说起来这地方她来的并不多,皇帝登基的前两年,她倒是常来这里过夜,可惜后来……
到了这两年她倒是又经常来了,只是每次来都是皇帝病重不能理事,叫她来稳定大局的。
皇后冷笑一声,挺直了脊背走进了皇帝的寝宫。
皇帝躺在床上,面如金纸,人中虎口上都扎着银针,胸口几乎都没什么起伏了,好像下一刻就会断气似的。
只是这两年他都这么来了好几次了,这口气依旧还在。
皇后熟门熟路的挂上一脸的担忧,松开湘君的手,步履踉跄朝皇帝扑了过去。
“皇后娘娘!”
“小心!”
旁边的太监宫女急忙扶住了她。
“陛下这是怎么了!”
皇后厉声质问,虽然这里头八成都是装的,可还是得来这么一遭。
问完伺候的人再问太医,来过一遍之后,皇后这才像是才发现一样看着立在一边的鲁王爷,“尚平也在?你父皇……”
皇后拿帕子压了压眼角,“我竟然没有看见你。”
鲁王爷有点失魂落魄,他觉得身为儿女,应该是要心中悲痛的,可是他发现自己内心竟然没有多少波动。

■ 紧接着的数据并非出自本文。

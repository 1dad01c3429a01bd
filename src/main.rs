//! Command-line entry point for reshaping record sets.

mod cli;

use clap::Parser;

fn main() -> anyhow::Result<()> {
    cli::Cli::parse().run()
}
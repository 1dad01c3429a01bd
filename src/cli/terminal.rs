//! Terminal capability detection and utilities

use owo_colors::{OwoColorize, colors::css};

/// Detects whether colored output should be enabled
pub fn supports_color() -> bool {
    supports_color::on(supports_color::Stream::Stdout).is_some()
}

/// Extension trait for colorizing output
pub trait Colorize {
    /// Color as success (green)
    fn success(&self) -> String;
    /// Color as warning (amber)
    fn warning(&self) -> String;
    /// Color as info (blue)
    fn info(&self) -> String;
}

impl Colorize for str {
    fn success(&self) -> String {
        if supports_color() {
            self.fg::<css::Green>().to_string()
        } else {
            self.to_string()
        }
    }

    fn warning(&self) -> String {
        if supports_color() {
            self.fg::<css::Orange>().to_string()
        } else {
            self.to_string()
        }
    }

    fn info(&self) -> String {
        if supports_color() {
            self.fg::<css::LightBlue>().to_string()
        } else {
            self.to_string()
        }
    }
}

是因为自己夏天病得快死的时候,父皇从来没有来看过他?还是成亲这件事儿上头,父皇从来都没有询问过自己的意见。
又或者……父皇的儿子太多,他既不是被寄予厚望的长子,也不是备受宠爱的幼子。
他甚至还想到怀里那个折子,怕是一时半会递不上去了。
还有父皇这次真的病得很重,这个脸色就跟前几次完全不一样,怕是……真的不好了。
不过皇后的话叫他回过神来,他上前行礼,手一拱道:“母后,是儿臣方才怠慢了。”
皇后伸手拉着他,道:“这有什么可怠慢的,看见陛下这个样子,唉……我方才也没看见你。”
太医紧张的施针,皇后慢慢地也皱起了眉头,一般来说,银针这种东西是很少用在皇帝身上的,不到万般紧急的时刻,没有人敢冒犯。
可是现在……
方才进来的时候,仅仅是人中虎口有针,现在连太阳穴,额头,胸口和脚心处也都上了银针。
已经年过六十的太医院院使紧张得一头是汗,捻两针就要擦一擦指肚的汗。
就连她方才质问的时候,院使也没离开皇帝身边,甚至他都没行礼。
皇后忽然想到一个很严重的问题。
如果陛下就这样一睡不醒了,他可曾留下遗诏?戴公公又知不知道什么?
她有没有可能假托皇帝口谕,扶持十四皇子上位?
皇后的目光在屋里扫了一圈,这么多人……有点难。更何况身边还有一个比她来得更早的尚平。
皇后叹气,若是尚鹏像老六那样的就好了,老六入朝多年,也有人支持,振臂一挥,就是中间略有疑点也不怕。
可若是想让尚鹏这样毫无根基的皇子继位……除非皇帝亲口下旨,还得叫内阁几位大臣听见……太难了。